Name: Vladyslav Shtabovenko Date: 03/24/15-11:38:11 PM Z


Hi Cesar,

C0 functions have certain symmetries in their arguments. Those
are applied by PaVeReduce:

f1 = PaVe[0, 0, {0, 0, m1^2}, {0, m2^2, m2^2}] // PaVeReduce
f2 = (PaVe[0, 0, {m0^2, 0, m1^2}, {0, m2^2, m2^2}] // PaVeReduce) /.
  m0 -> 0
PaVeOrder[f1 - f2]

returns 0.

Cheers,
Vladyslav

Am 24.03.2015 um 22:46 schrieb Cesar Lattes:
> Hi,
>
> I found a very strange behaviour of the function PaVeReduce when one of the variables is much smaller than the others.
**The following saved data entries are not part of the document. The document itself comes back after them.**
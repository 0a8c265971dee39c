//! Host process for the sortie simulation.
//!
//! Reads `InputCommand`s as JSON lines on stdin, runs the engine at a fixed
//! frame rate and writes host events (or full frames) as JSON lines on
//! stdout. Decision requests go to an HTTP service when one is configured.

pub mod config;
pub mod decision_client;
pub mod game_loop;
pub mod input;
pub mod narrator;
pub mod state;
pub mod telemetry;

pub use sortie_core as core;

use tokio::io::BufReader;
use tokio::sync::mpsc;

use crate::config::AppConfig;
use crate::state::GameLoopCommand;

pub const COMMAND_CHANNEL_CAPACITY: usize = 1024;

/// Wire stdin, Ctrl-C and stdout to the game loop and run it to completion.
pub async fn run(config: AppConfig) -> std::io::Result<()> {
    let (tx, rx) = mpsc::channel::<GameLoopCommand>(COMMAND_CHANNEL_CAPACITY);

    tokio::spawn(input::forward_commands(
        BufReader::new(tokio::io::stdin()),
        tx.clone(),
    ));

    let interrupt = tx.clone();
    tokio::spawn(async move {
        if tokio::signal::ctrl_c().await.is_ok() {
            tracing::info!("interrupted");
            let _ = interrupt.send(GameLoopCommand::Shutdown).await;
        }
    });

    game_loop::run_game_loop(
        &config,
        tx,
        rx,
        state::latest_snapshot(),
        tokio::io::stdout(),
    )
    .await
}
//! Laser layer: the authoritative projectile list.
//!
//! Player shots come from the fire trigger, everything else arrives as a
//! spawn request on the bus. Projectiles expire by distance only and pierce
//! targets: a projectile scores a hit on every frame its trail overlaps a
//! target rectangle.

use glam::DVec2;
use hecs::World;
use rand::Rng;

use sortie_core::commands::SpawnLaserRequest;
use sortie_core::components::*;
use sortie_core::constants::*;
use sortie_core::enums::*;
use sortie_core::events::SimEvent;
use sortie_core::geometry::segment_intersects_rect;
use sortie_core::math::clamp;
use sortie_core::state::{FlashView, ProjectileView};
use sortie_core::types::ShipState;

use super::particles::spawn_hit_burst;

#[derive(Debug, Default)]
pub struct LaserLayer {
    projectiles: Vec<Projectile>,
    flashes: Vec<MuzzleFlash>,
    last_fire_ms: Option<f64>,
}

impl LaserLayer {
    pub fn new() -> Self {
        Self::default()
    }

    pub fn projectiles(&self) -> &[Projectile] {
        &self.projectiles
    }

    pub fn flashes(&self) -> &[MuzzleFlash] {
        &self.flashes
    }

    pub fn clear(&mut self) {
        self.projectiles.clear();
        self.flashes.clear();
    }

    // --- Spawning ---

    /// Fire both cannons if the cooldown allows. `ship.heading` is wrapped.
    pub fn fire_player(&mut self, ship: &ShipState, lift: f64, now_ms: f64) -> bool {
        if self
            .last_fire_ms
            .is_some_and(|last| now_ms - last < LASER_COOLDOWN_MS)
        {
            return false;
        }
        self.last_fire_ms = Some(now_ms);

        let rad = ship.heading.to_radians();
        let dir = DVec2::new(rad.cos(), rad.sin());
        let normal = DVec2::new(-dir.y, dir.x);
        let ship_vel = ship.velocity();

        let nose = (NOSE_OFFSET + LASER_START_FWD) * lift;
        let lateral = CANNON_OFFSET * lift;
        let base = ship.position()
            + DVec2::new(LASER_ORIGIN_TWEAK_X, LASER_ORIGIN_TWEAK_Y)
            + ship_vel * LASER_SPAWN_LEAD;
        let muzzle = base + dir * nose;
        let vel = dir * LASER_SPEED + ship_vel * LASER_INHERIT_SHIP_VEL;

        for side in [1.0, -1.0] {
            self.projectiles.push(Projectile {
                pos: muzzle + normal * lateral * side,
                vel,
                dist: 0.0,
                owner: Owner::Player,
                color: None,
            });
        }
        self.flashes.push(MuzzleFlash {
            pos: muzzle,
            life: 0.0,
            max_life: FLASH_LIFE_PLAYER,
            owner: Owner::Player,
        });
        true
    }

    /// Inject an external projectile. Malformed requests are dropped.
    pub fn spawn(&mut self, request: &SpawnLaserRequest) -> bool {
        let Some(valid) = request.validate() else {
            tracing::debug!(?request, "dropped malformed spawn request");
            return false;
        };
        self.projectiles.push(Projectile {
            pos: valid.origin,
            vel: valid.velocity,
            dist: 0.0,
            owner: valid.owner,
            color: valid.color,
        });
        self.flashes.push(MuzzleFlash {
            pos: valid.origin,
            life: 0.0,
            max_life: FLASH_LIFE_WINGMAN,
            owner: valid.owner,
        });
        true
    }

    // --- Frame ---

    /// Integrate projectiles and flashes. A projectile whose traveled
    /// distance reaches the max range is removed in the same pass.
    pub fn advance(&mut self, dt: f64) {
        self.projectiles.retain_mut(|p| {
            p.pos += p.vel * dt;
            p.dist += p.vel.length() * dt;
            p.dist < LASER_MAX_DIST
        });
        self.flashes.retain_mut(|f| {
            f.life += dt;
            f.life < f.max_life
        });
    }

    /// Trail segment of every live projectile.
    pub fn lines(&self) -> Vec<SimEvent> {
        self.projectiles
            .iter()
            .map(|p| {
                let (tail, head) = trail(p);
                SimEvent::LaserLine {
                    x1: tail.x,
                    y1: tail.y,
                    x2: head.x,
                    y2: head.y,
                    alpha: trail_alpha(p),
                }
            })
            .collect()
    }

    /// Hit-test every trail against connected hittable targets.
    pub fn collide<R: Rng + ?Sized>(
        &self,
        world: &mut World,
        rng: &mut R,
        particles: &mut Vec<Particle>,
        now_ms: f64,
        out: &mut Vec<SimEvent>,
    ) {
        if self.projectiles.is_empty() {
            return;
        }

        for (_entity, (key, kind, rect, connected, damage, mut letter)) in world.query_mut::<(
            &TargetKey,
            &TargetKind,
            &CachedRect,
            &Connected,
            &mut DamageState,
            Option<&mut LetterState>,
        )>() {
            if !kind.takes_hits() || !connected.0 || !rect.0.is_visible() {
                continue;
            }
            // Hidden letters cannot be hit.
            if letter
                .as_ref()
                .is_some_and(|l| matches!(l.phase, LetterPhase::Gone | LetterPhase::Healing))
            {
                continue;
            }

            for p in &self.projectiles {
                let (tail, head) = trail(p);
                if !segment_intersects_rect(tail, head, &rect.0) {
                    continue;
                }

                let hit = rect.0.normalized(head);
                damage.damage = (damage.damage + DAMAGE_ADD_PER_HIT).min(1.0);
                damage.last_hit_ms = Some(now_ms);
                damage.hit_x = hit.x;
                damage.hit_y = hit.y;
                if let Some(letter) = letter.as_deref_mut() {
                    letter.flash_until_ms = now_ms + LETTER_HIT_FLASH_MS;
                }

                let normal = -p.vel.normalize_or_zero();
                spawn_hit_burst(particles, rng, head, normal);

                out.push(SimEvent::TargetHit {
                    key: key.0.clone(),
                    damage: damage.damage,
                    hit_x: hit.x,
                    hit_y: hit.y,
                    owner: p.owner,
                });
            }
        }
    }

    // --- Views ---

    pub fn projectile_views(&self) -> Vec<ProjectileView> {
        self.projectiles
            .iter()
            .map(|p| {
                let (tail, head) = trail(p);
                ProjectileView {
                    tail_x: tail.x,
                    tail_y: tail.y,
                    head_x: head.x,
                    head_y: head.y,
                    alpha: trail_alpha(p),
                    owner: p.owner,
                    color: p.color.clone(),
                }
            })
            .collect()
    }

    pub fn flash_views(&self) -> Vec<FlashView> {
        self.flashes
            .iter()
            .map(|f| {
                let a = clamp((f.max_life - f.life) / FLASH_LIFE_PLAYER, 0.0, 1.0);
                FlashView {
                    x: f.pos.x,
                    y: f.pos.y,
                    radius: 10.0 + (1.0 - a) * 10.0,
                    alpha: a,
                    owner: f.owner,
                }
            })
            .collect()
    }
}

/// Tail and head of a projectile's trail. The tail trails the head along the
/// velocity by a fixed fraction of max range, never past the origin.
pub fn trail(p: &Projectile) -> (DVec2, DVec2) {
    let len = (LASER_MAX_DIST * LASER_FADE_TAIL).min(p.dist);
    let tail = p.pos - p.vel.normalize_or_zero() * len;
    (tail, p.pos)
}

/// Trail opacity, fading linearly over the range.
pub fn trail_alpha(p: &Projectile) -> f64 {
    clamp(1.0 - p.dist / LASER_MAX_DIST, 0.0, 1.0)
}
It seems that I don’t get the same reduce if I apply PaVeReduce before or after sending a specific variable to zero.
>
> For instance, if I try to compute:
>
> f1 = PaVe[0, 0, {0, 0, m1^2}, {0, m2^2, m2^2}] // PaVeReduce
>
> and
>
> PaVe[0, 0, {m0^2, 0, m1^2}, {0, m2^2, m2^2}] // PaVeReduce
> f2 = % /. m0 -> 0 ,
>
> then I get a result which is not zero:
>
> f1 - f2 // Simplify
>>>> 1/2 m2^2 (C0(m1^2,0,0,m2^2,0,m2^2)-C0(0,m1^2,0,m2^2,0,m2^2)) ,
>
> Am I doing something wrong? What is the good way to take this kind of limit?
>
> Thanks in advance.
> C. L.
>
> PS. I’m using FeynCalc 8.2.0 and Mathematica 8.0 (for Students).